Reduced P yielded another problem where fully deflecting right or left can cause it to run away.  It won't turn enough to retract the leash, instead extending it when it moves.  In the fully deflected mode, you have to slow down.  1 idea is reducing maximum speed proportionally to the turn angle.  This might allow higher maximum speeds than it can currently reach.

The speed limit is only to keep it from running away.  If it's going forward, it'll run into the lion or it'll deflect sideways before it runs away.  If it's going sideways, it'll go in a circle.  If it completely breaks & only detects maximum forward, it could run away. Reduce the speed too much & it'll erratically lock the wheels, losing steering control. 

The 1st kaboom case since day 1, an unfortunate side affect of the leash is every failure of the control mechanism results in full throttle until it runs into something. Usually, it eventually settles into going in a circle like a control line airplane. Pull the leash in until it hits you or falls over. In the worst case, the leash could get pulled completely off the truck, disconnect from the serial port, & the mane confuser would kill the motors after 1 second. Let the leash go & maybe it'll fully retract, killing the motor. Maybe it'll get hung up & run forever.

Another stress point was revealed. A standoff also broke off. That standoff is in a difficult position. Another model & another step up in robustness followed. More functional than visually appealing.

Leash failure in traffic is still a real possibility. Lions avoid using it in traffic. 1 mitigation has been to limit the maximum speed to 9 min/mile, but it makes the rear camera angle difficult. Another mitigation would be a kill switch on the leash, but it makes the leash heavier. There could be a kill switch as a separate dongle. Finally, the operator could carry around the paw controller at all times. The paw controller could override the leash whenever it was on. It would be hard to access the paw controller. The startup time for any RF system is quite long.

The new leash is a translucent beast designed for observing how everything fits & surviving more bashes. It has more plastic than the other 2 designs.

Sadly, the leash has a glitch problem whereby its measured distance either resets to 0 or errors low for some reason.  This has happened only twice.  It could be the micro resetting.  In both cases, the glitch happened after it was rewound to 0 & extended again.  The only way to recover it was to retract it & power cycle it.  It could be static electricity.

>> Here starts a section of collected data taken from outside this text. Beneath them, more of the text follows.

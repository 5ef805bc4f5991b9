//! Utilities for demo application error handling.

use keel_ecs::Entity;
use thiserror::Error;

use crate::logger::LoggerError;
use crate::module::ModuleError;

pub type Result<T> = std::result::Result<T, AppError>;

#[derive(Debug, Error)]
pub enum AppError {
    #[error("ECS error: {0}")]
    Ecs(#[from] keel_ecs::Error),

    #[error("logger initialization error: {0}")]
    Logger(#[from] LoggerError),

    #[error("module error: {0}")]
    Module(#[from] ModuleError),

    #[error("validation error: physics membership of entity {0} does not match its signature")]
    Validation(Entity),
}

Another glitch is where it's fully deflected & ends up oscillating between full deflection right & left.  It has to be retracted & extended again when in the center.

Efforts at using the leash to point a camera were successful failures.  The mane requirement is eliminating oscillation.

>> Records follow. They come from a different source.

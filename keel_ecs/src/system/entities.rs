//! Set of entities which satisfy signature of the *system*.

use crate::{Entity, Error, Result, Signature};

/// Entities which currently have all the components required by the *system*.
///
/// Entity is inside of this set if and only if its signature
/// contains [required signature](SystemEntities::signature).
///
#[derive(Debug, Clone)]
pub struct SystemEntities {
    signature: Signature,
    entities: Vec<Entity>,
    capacity: usize,
}

impl SystemEntities {
    /// Creates an empty set for given required signature.
    pub fn new(signature: Signature, capacity: usize) -> Self {
        Self {
            signature,
            entities: Vec::with_capacity(capacity),
            capacity,
        }
    }

    /// Signature required by the system.
    pub fn signature(&self) -> Signature {
        self.signature
    }

    /// Returns `true` if entity with such signature belongs to this set.
    pub fn matches(&self, signature: Signature) -> bool {
        signature.contains(self.signature)
    }

    /// Entities of this set in the order of their addition.
    pub fn entities(&self) -> &[Entity] {
        &self.entities
    }

    pub fn contains(&self, entity: Entity) -> bool {
        self.entities.contains(&entity)
    }

    pub fn len(&self) -> usize {
        self.entities.len()
    }

    pub fn is_empty(&self) -> bool {
        self.entities.is_empty()
    }

    /// Adds the entity if it is not present yet.
    ///
    /// Returns `true` if the entity was added.
    ///
    /// # Errors
    ///
    /// An error is returned if the set is full.
    ///
    pub fn insert(&mut self, entity: Entity) -> Result<bool> {
        if self.contains(entity) {
            return Ok(false);
        }
        if self.entities.len() >= self.capacity {
            let capacity = self.capacity;
            return Err(Error::MembershipCapacity { capacity });
        }
        self.entities.push(entity);
        Ok(true)
    }

    /// Removes the entity if it is present, keeping the order of the rest.
    ///
    /// Returns `true` if the entity was removed.
    ///
    pub fn remove(&mut self, entity: Entity) -> bool {
        match self.entities.iter().position(|&other| other == entity) {
            Some(index) => {
                self.entities.remove(index);
                true
            }
            None => false,
        }
    }
}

Installed a full PID controller which eliminated most of the oscillation, thus causing attention to be drawn to 1 body part instead. It still requires a perfectly flat surface to be the most stable. It needs a smaller integral limit. It might use a smaller D. It's never going to be perfect since the task of picking the heading is done by a transducer mounted on a shaky platform. The transducer is finicky.

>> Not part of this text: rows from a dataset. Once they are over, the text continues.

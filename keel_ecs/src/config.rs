//! Configuration of ECS limits and identity of the engine.

use semver::Version;

/// Name of this engine.
pub const ENGINE_NAME: &str = env!("CARGO_PKG_NAME", "library must be compiled by Cargo");

const ENGINE_VERSION_STR: &str = env!("CARGO_PKG_VERSION", "library must be compiled by Cargo");
lazy_static::lazy_static! {
    /// Version of this engine.
    pub static ref ENGINE_VERSION: Version = ENGINE_VERSION_STR
        .parse()
        .expect("package version is always valid semver");
}

/// Default maximum count of entities which can be alive at the same time.
pub const DEFAULT_MAX_ENTITIES: usize = 5000;

/// Default maximum count of systems which can be registered.
pub const DEFAULT_MAX_SYSTEMS: usize = 32;

/// Limits of the [`World`](crate::World).
///
/// All storages are allocated once using these values,
/// so nothing grows beyond them at runtime.
///
#[derive(Debug, Copy, Clone, PartialEq, Eq)]
pub struct EcsConfig {
    max_entities: usize,
    max_systems: usize,
}

impl EcsConfig {
    /// Creates new configuration with given limits.
    pub const fn new(max_entities: usize, max_systems: usize) -> Self {
        Self {
            max_entities,
            max_systems,
        }
    }

    /// Maximum count of entities alive at the same time.
    pub fn max_entities(&self) -> usize {
        self.max_entities
    }

    /// Maximum count of registered systems.
    pub fn max_systems(&self) -> usize {
        self.max_systems
    }

    pub fn with_max_entities(mut self, max_entities: usize) -> Self {
        self.max_entities = max_entities;
        self
    }

    pub fn with_max_systems(mut self, max_systems: usize) -> Self {
        self.max_systems = max_systems;
        self
    }
}

impl Default for EcsConfig {
    fn default() -> Self {
        Self::new(DEFAULT_MAX_ENTITIES, DEFAULT_MAX_SYSTEMS)
    }
}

The mane problem is centering on the 1 body part isn't the most entertaining composition. The body part is extra large compared to other animals. Defishing deemphasizes that body part. Defish can emphasize the sky or the ground.

Those of us enamored with snapping the leash back were disappointed to find the paperclip getting destroyed by the snapping back. It has to be gently rewound. There's unlikely to be a better system than the paperclip. Maybe there can be a backup paperclip in case the mane one gets smashed. There could be a 2nd piece of string joining the missing bit, but it would be quite a mess.